> _Your instructions_
Word for word, copy every line of the data.

(Saved data entries)
● ● ●
//! `dumpsys notification` parser.
//!
//! The dump is a nested textual tree, but everything we need sits on
//! individual lines: a record header opens each notification and the
//! interesting fields appear as `key=value` lines below it. Android spells
//! the keys several ways across releases (`tickerText=`, `android.title=`,
//! `pkg=` vs `package=`), so field recognition goes through one lookup
//! instead of per-spelling string scans.

use crate::notification::{NotificationRecord, Snapshot};

/// Header line that opens a new notification block in the dump.
const RECORD_MARKER: &str = "NotificationRecord";

#[derive(Debug, Clone, Copy, PartialEq, Eq)]
enum Field {
    Ticker,
    Title,
    Text,
    Package,
}

/// Map a `key=` spelling to the record field it populates.
fn field_for_key(key: &str) -> Option<Field> {
    match key.trim().trim_start_matches("android.") {
        "tickerText" | "ticker" => Some(Field::Ticker),
        "title" => Some(Field::Title),
        "text" => Some(Field::Text),
        "pkg" | "package" => Some(Field::Package),
        _ => None,
    }
}

/// Parse a raw `dumpsys notification` dump into an ordered snapshot.
///
/// A line containing the record marker closes the block in progress and opens
/// a new one; the marker line itself contributes no fields even though it
/// usually carries an inline `pkg=`. Field values are everything after the
/// first `=` on the trimmed line, verbatim. When a block repeats a field the
/// last occurrence wins. Blocks that never populate a field are dropped, and
/// an empty or garbage dump parses to an empty snapshot.
pub fn parse_notification_dump(dump: &str) -> Snapshot {
    let mut records = Vec::new();
    let mut open: Option<NotificationRecord> = None;

    for line in dump.lines() {
        let line = line.trim();
        if line.contains(RECORD_MARKER) {
            if let Some(record) = open.take() {
                if !record.is_blank() {
                    records.push(record);
                }
            }
            open = Some(NotificationRecord::new());
            continue;
        }
        let Some(record) = open.as_mut() else {
            continue;
        };
        let Some((key, value)) = line.split_once('=') else {
            continue;
        };
        match field_for_key(key) {
            Some(Field::Ticker) => record.ticker = Some(value.to_string()),
            Some(Field::Title) => record.title = Some(value.to_string()),
            Some(Field::Text) => record.text = Some(value.to_string()),
            Some(Field::Package) => record.package = Some(value.to_string()),
            None => {}
        }
    }
    if let Some(record) = open {
        if !record.is_blank() {
            records.push(record);
        }
    }
    records
}

#[cfg(test)]
mod tests {
    use super::*;

    const GOLDEN_TWO_RECORDS: &str = r#"
  NotificationRecord(0x9e145c8: pkg=com.whatsapp user=UserHandle{0} id=1 tag=null score=10)
      uid=10133 opPkg=com.whatsapp
      pkg=com.whatsapp
      tickerText=Sam: hey, are you free?
      android.title=Sam
      android.text=hey, are you free?
      sound=null
  NotificationRecord(0x81d2aa0: pkg=org.telegram.messenger user=UserHandle{0} id=7 tag=null score=0)
      uid=10201 opPkg=org.telegram.messenger
      pkg=org.telegram.messenger
      android.title=Ana
      android.text=lunch tomorrow?
"#;

    const GOLDEN_SPARSE_RECORD: &str = r#"
  NotificationRecord(0x11aa: pkg=com.android.systemui user=UserHandle{0})
      pkg=com.android.systemui
      flags=0x62
"#;

    #[test]
    fn golden_two_records() {
        let snapshot = parse_notification_dump(GOLDEN_TWO_RECORDS);
        assert_eq!(snapshot.len(), 2);

        let first = &snapshot[0];
        assert_eq!(first.ticker.as_deref(), Some("Sam: hey, are you free?"));
        assert_eq!(first.title.as_deref(), Some("Sam"));
        assert_eq!(first.text.as_deref(), Some("hey, are you free?"));
        assert_eq!(first.package.as_deref(), Some("com.whatsapp"));

        let second = &snapshot[1];
        assert_eq!(second.title.as_deref(), Some("Ana"));
        assert_eq!(second.text.as_deref(), Some("lunch tomorrow?"));
        assert_eq!(second.package.as_deref(), Some("org.telegram.messenger"));
        assert_eq!(second.ticker, None);
    }

    #[test]
    fn golden_sparse_record_keeps_known_fields_only() {
        let snapshot = parse_notification_dump(GOLDEN_SPARSE_RECORD);
        assert_eq!(snapshot.len(), 1);
        let record = &snapshot[0];
        assert_eq!(record.package.as_deref(), Some("com.android.systemui"));
        assert!(record.title.is_none());
        assert!(record.text.is_none());
        assert!(record.ticker.is_none());
    }

    #[test]
    fn empty_dump_parses_to_empty_snapshot() {
        assert!(parse_notification_dump("").is_empty());
    }

    #[test]
    fn garbage_dump_parses_to_empty_snapshot() {
        let dump = "Currently suspended profiles:\n  mRankingThread=ranker\nno records here";
        assert!(parse_notification_dump(dump).is_empty());
    }

    #[test]
    fn field_lines_outside_any_record_are_ignored() {
        let dump = "title=orphan\nNotificationRecord(0x1)\n  title=kept";
        let snapshot = parse_notification_dump(dump);
        assert_eq!(snapshot.len(), 1);
        assert_eq!(snapshot[0].title.as_deref(), Some("kept"));
    }

    #[test]
    fn value_is_everything_after_first_equals() {
        let dump = "NotificationRecord(0x1)\n  android.text=score=42 and a=b";
        let snapshot = parse_notification_dump(dump);
        assert_eq!(snapshot[0].text.as_deref(), Some("score=42 and a=b"));
    }

    #[test]
    fn marker_line_contributes_no_fields() {
        // the header carries pkg= inline; only indented field lines count
        let dump = "NotificationRecord(0x1: pkg=com.whatsapp user=0)\n  android.title=Sam";
        let snapshot = parse_notification_dump(dump);
        assert_eq!(snapshot.len(), 1);
        assert_eq!(snapshot[0].package, None);
        assert_eq!(snapshot[0].title.as_deref(), Some("Sam"));
    }

    #[test]
    fn blank_blocks_are_dropped() {
        let dump = "NotificationRecord(0x1)\n  flags=0x62\nNotificationRecord(0x2)\n  android.title=Sam";
        let snapshot = parse_notification_dump(dump);
        assert_eq!(snapshot.len(), 1);
        assert_eq!(snapshot[0].title.as_deref(), Some("Sam"));
    }

    #[test]
    fn repeated_field_takes_last_occurrence() {
        let dump = "NotificationRecord(0x1)\n  android.title=first\n  title=second";
        let snapshot = parse_notification_dump(dump);
        assert_eq!(snapshot[0].title.as_deref(), Some("second"));
    }

    #[test]
    fn order_follows_the_dump() {
        let dump = "NotificationRecord(0x1)\n  android.title=A\nNotificationRecord(0x2)\n  android.title=B\nNotificationRecord(0x3)\n  android.title=C";
        let titles: Vec<_> = parse_notification_dump(dump)
            .into_iter()
            .map(|r| r.title)
            .collect();
        assert_eq!(
            titles,
            vec![Some("A".into()), Some("B".into()), Some("C".into())]
        );
    }
}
● ● ●
> _Exercise answer_
//! `dumpsys notification` parser.
//!
//! The dump is a nested textual tree, but everything we need sits on
//! individual lines: a record header opens each notification and the
//! interesting fields appear as `key=value` lines below it. Android spells
//! the keys several ways across releases (`tickerText=`, `android.title=`,
//! `pkg=` vs `package=`), so field recognition goes through one lookup
//! instead of per-spelling string scans.

use crate::notification::{NotificationRecord, Snapshot};

/// Header line that opens a new notification block in the dump.
const RECORD_MARKER: &str = "NotificationRecord";

#[derive(Debug, Clone, Copy, PartialEq, Eq)]
enum Field {
    Ticker,
    Title,
    Text,
    Package,
}

/// Map a `key=` spelling to the record field it populates.
fn field_for_key(key: &str) -> Option<Field> {
    match key.trim().trim_start_matches("android.") {
        "tickerText" | "ticker" => Some(Field::Ticker),
        "title" => Some(Field::Title),
        "text" => Some(Field::Text),
        "pkg" | "package" => Some(Field::Package),
        _ => None,
    }
}

/// Parse a raw `dumpsys notification` dump into an ordered snapshot.
///
/// A line containing the record marker closes the block in progress and opens
/// a new one; the marker line itself contributes no fields even though it
/// usually carries an inline `pkg=`. Field values are everything after the
/// first `=` on the trimmed line, verbatim. When a block repeats a field the
/// last occurrence wins. Blocks that never populate a field are dropped, and
/// an empty or garbage dump parses to an empty snapshot.
pub fn parse_notification_dump(dump: &str) -> Snapshot {
    let mut records = Vec::new();
    let mut open: Option<NotificationRecord> = None;

    for line in dump.lines() {
        let line = line.trim();
        if line.contains(RECORD_MARKER) {
            if let Some(record) = open.take() {
                if !record.is_blank() {
                    records.push(record);
                }
            }
            open = Some(NotificationRecord::new());
            continue;
        }
        let Some(record) = open.as_mut() else {
            continue;
        };
        let Some((key, value)) = line.split_once('=') else {
            continue;
        };
        match field_for_key(key) {
            Some(Field::Ticker) => record.ticker = Some(value.to_string()),
            Some(Field::Title) => record.title = Some(value.to_string()),
            Some(Field::Text) => record.text = Some(value.to_string()),
            Some(Field::Package) => record.package = Some(value.to_string()),
            None => {}
        }
    }
    if let Some(record) = open {
        if !record.is_blank() {
            records.push(record);
        }
    }
    records
}

#[cfg(test)]
mod tests {
    use super::*;

    const GOLDEN_TWO_RECORDS: &str = r#"
  NotificationRecord(0x9e145c8: pkg=com.whatsapp user=UserHandle{0} id=1 tag=null score=10)
      uid=10133 opPkg=com.whatsapp
      pkg=com.whatsapp
      tickerText=Sam: hey, are you free?
      android.title=Sam
      android.text=hey, are you free?
      sound=null
  NotificationRecord(0x81d2aa0: pkg=org.telegram.messenger user=UserHandle{0} id=7 tag=null score=0)
      uid=10201 opPkg=org.telegram.messenger
      pkg=org.telegram.messenger
      android.title=Ana
      android.text=lunch tomorrow?
"#;

    const GOLDEN_SPARSE_RECORD: &str = r#"
  NotificationRecord(0x11aa: pkg=com.android.systemui user=UserHandle{0})
      pkg=com.android.systemui
      flags=0x62
"#;

    #[test]
    fn golden_two_records() {
        let snapshot = parse_notification_dump(GOLDEN_TWO_RECORDS);
        assert_eq!(snapshot.len(), 2);

        let first = &snapshot[0];
        assert_eq!(first.ticker.as_deref(), Some("Sam: hey, are you free?"));
        assert_eq!(first.title.as_deref(), Some("Sam"));
        assert_eq!(first.text.as_deref(), Some("hey, are you free?"));
        assert_eq!(first.package.as_deref(), Some("com.whatsapp"));

        let second = &snapshot[1];
        assert_eq!(second.title.as_deref(), Some("Ana"));
        assert_eq!(second.text.as_deref(), Some("lunch tomorrow?"));
        assert_eq!(second.package.as_deref(), Some("org.telegram.messenger"));
        assert_eq!(second.ticker, None);
    }

    #[test]
    fn golden_sparse_record_keeps_known_fields_only() {
        let snapshot = parse_notification_dump(GOLDEN_SPARSE_RECORD);
        assert_eq!(snapshot.len(), 1);
        let record = &snapshot[0];
        assert_eq!(record.package.as_deref(), Some("com.android.systemui"));
        assert!(record.title.is_none());
        assert!(record.text.is_none());
        assert!(record.ticker.is_none());
    }

    #[test]
    fn empty_dump_parses_to_empty_snapshot() {
        assert!(parse_notification_dump("").is_empty());
    }

    #[test]
    fn garbage_dump_parses_to_empty_snapshot() {
        let dump = "Currently suspended profiles:\n  mRankingThread=ranker\nno records here";
        assert!(parse_notification_dump(dump).is_empty());
    }

    #[test]
    fn field_lines_outside_any_record_are_ignored() {
        let dump = "title=orphan\nNotificationRecord(0x1)\n  title=kept";
        let snapshot = parse_notification_dump(dump);
        assert_eq!(snapshot.len(), 1);
        assert_eq!(snapshot[0].title.as_deref(), Some("kept"));
    }

    #[test]
    fn value_is_everything_after_first_equals() {
        let dump = "NotificationRecord(0x1)\n  android.text=score=42 and a=b";
        let snapshot = parse_notification_dump(dump);
        assert_eq!(snapshot[0].text.as_deref(), Some("score=42 and a=b"));
    }

    #[test]
    fn marker_line_contributes_no_fields() {
        // the header carries pkg= inline; only indented field lines count
        let dump = "NotificationRecord(0x1: pkg=com.whatsapp user=0)\n  android.title=Sam";
        let snapshot = parse_notification_dump(dump);
        assert_eq!(snapshot.len(), 1);
        assert_eq!(snapshot[0].package, None);
        assert_eq!(snapshot[0].title.as_deref(), Some("Sam"));
    }

    #[test]
    fn blank_blocks_are_dropped() {
        let dump = "NotificationRecord(0x1)\n  flags=0x62\nNotificationRecord(0x2)\n  android.title=Sam";
        let snapshot = parse_notification_dump(dump);
        assert_eq!(snapshot.len(), 1);
        assert_eq!(snapshot[0].title.as_deref(), Some("Sam"));
    }

    #[test]
    fn repeated_field_takes_last_occurrence() {
        let dump = "NotificationRecord(0x1)\n  android.title=first\n  title=second";
        let snapshot = parse_notification_dump(dump);
        assert_eq!(snapshot[0].title.as_deref(), Some("second"));
    }

    #[test]
    fn order_follows_the_dump() {
        let dump = "NotificationRecord(0x1)\n  android.title=A\nNotificationRecord(0x2)\n  android.title=B\nNotificationRecord(0x3)\n  android.title=C";
        let titles: Vec<_> = parse_notification_dump(dump)
            .into_iter()
            .map(|r| r.title)
            .collect();
        assert_eq!(
            titles,
            vec![Some("A".into()), Some("B".into()), Some("C".into())]
        );
    }
}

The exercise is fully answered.